[What is being asked]
Look for the line that has "filename crates/mysql-pg-reconcile/src/drivers/mysql/store.rs" in the material below; please repeat it and every line after it, exactly, up to and including the line that has "use mysql_async::prelude::*;", and nothing else.
=== Data for this exercise ===
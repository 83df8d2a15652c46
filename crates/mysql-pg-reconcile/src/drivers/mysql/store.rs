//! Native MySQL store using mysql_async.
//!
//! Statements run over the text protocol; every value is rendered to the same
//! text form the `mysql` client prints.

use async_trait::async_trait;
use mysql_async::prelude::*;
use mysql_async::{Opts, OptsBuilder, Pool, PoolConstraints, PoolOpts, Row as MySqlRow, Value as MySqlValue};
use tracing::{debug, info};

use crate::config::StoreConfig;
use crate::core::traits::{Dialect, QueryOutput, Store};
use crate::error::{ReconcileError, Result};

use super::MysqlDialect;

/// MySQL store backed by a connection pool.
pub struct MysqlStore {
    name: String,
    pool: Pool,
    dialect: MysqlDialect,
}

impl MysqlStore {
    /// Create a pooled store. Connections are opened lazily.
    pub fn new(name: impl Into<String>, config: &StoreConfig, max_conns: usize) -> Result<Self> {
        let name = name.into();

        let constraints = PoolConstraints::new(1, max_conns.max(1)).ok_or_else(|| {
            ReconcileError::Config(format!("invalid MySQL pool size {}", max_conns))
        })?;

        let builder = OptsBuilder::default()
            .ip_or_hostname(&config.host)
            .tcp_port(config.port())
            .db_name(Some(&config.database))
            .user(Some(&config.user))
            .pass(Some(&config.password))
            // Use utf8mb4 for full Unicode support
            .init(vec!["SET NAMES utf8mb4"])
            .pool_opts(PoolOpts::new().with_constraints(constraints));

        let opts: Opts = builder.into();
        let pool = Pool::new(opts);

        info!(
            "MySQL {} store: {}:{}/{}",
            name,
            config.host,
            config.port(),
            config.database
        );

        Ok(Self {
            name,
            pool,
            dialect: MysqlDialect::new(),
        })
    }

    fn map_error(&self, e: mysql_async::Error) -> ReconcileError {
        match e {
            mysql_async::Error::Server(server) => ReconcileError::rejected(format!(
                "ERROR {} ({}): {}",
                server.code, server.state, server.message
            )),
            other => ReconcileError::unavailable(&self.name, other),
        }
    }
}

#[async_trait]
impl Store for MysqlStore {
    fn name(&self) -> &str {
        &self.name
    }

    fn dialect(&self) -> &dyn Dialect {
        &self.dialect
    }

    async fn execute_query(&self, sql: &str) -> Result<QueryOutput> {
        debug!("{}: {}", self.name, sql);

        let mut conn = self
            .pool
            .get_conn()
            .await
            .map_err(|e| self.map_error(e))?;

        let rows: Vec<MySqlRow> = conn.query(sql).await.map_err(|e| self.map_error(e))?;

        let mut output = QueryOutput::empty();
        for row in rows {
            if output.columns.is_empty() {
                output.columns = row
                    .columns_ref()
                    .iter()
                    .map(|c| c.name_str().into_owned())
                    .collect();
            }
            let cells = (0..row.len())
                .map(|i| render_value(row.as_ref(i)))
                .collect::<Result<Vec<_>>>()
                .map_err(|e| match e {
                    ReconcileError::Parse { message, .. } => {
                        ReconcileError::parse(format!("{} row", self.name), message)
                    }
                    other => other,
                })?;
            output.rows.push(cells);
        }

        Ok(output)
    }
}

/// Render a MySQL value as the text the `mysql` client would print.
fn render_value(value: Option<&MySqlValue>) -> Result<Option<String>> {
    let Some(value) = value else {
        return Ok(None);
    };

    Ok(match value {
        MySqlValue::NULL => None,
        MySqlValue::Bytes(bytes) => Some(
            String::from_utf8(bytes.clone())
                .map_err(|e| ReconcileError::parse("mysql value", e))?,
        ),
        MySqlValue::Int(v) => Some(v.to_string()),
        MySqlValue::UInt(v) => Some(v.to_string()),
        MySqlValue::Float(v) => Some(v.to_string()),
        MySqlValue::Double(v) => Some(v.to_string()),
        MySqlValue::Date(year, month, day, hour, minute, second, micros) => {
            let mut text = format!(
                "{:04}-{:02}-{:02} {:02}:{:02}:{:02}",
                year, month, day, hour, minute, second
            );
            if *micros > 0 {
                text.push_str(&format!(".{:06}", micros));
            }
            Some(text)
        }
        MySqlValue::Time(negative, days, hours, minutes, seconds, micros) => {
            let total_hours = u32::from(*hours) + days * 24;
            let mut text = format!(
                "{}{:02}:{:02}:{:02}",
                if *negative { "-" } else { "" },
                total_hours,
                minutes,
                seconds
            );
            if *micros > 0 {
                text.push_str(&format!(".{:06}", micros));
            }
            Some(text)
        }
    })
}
===
[Finished exercise]
filename crates/mysql-pg-reconcile/src/drivers/mysql/store.rs
//! Native MySQL store using mysql_async.
//!
//! Statements run over the text protocol; every value is rendered to the same
//! text form the `mysql` client prints.

use async_trait::async_trait;
use mysql_async::prelude::*;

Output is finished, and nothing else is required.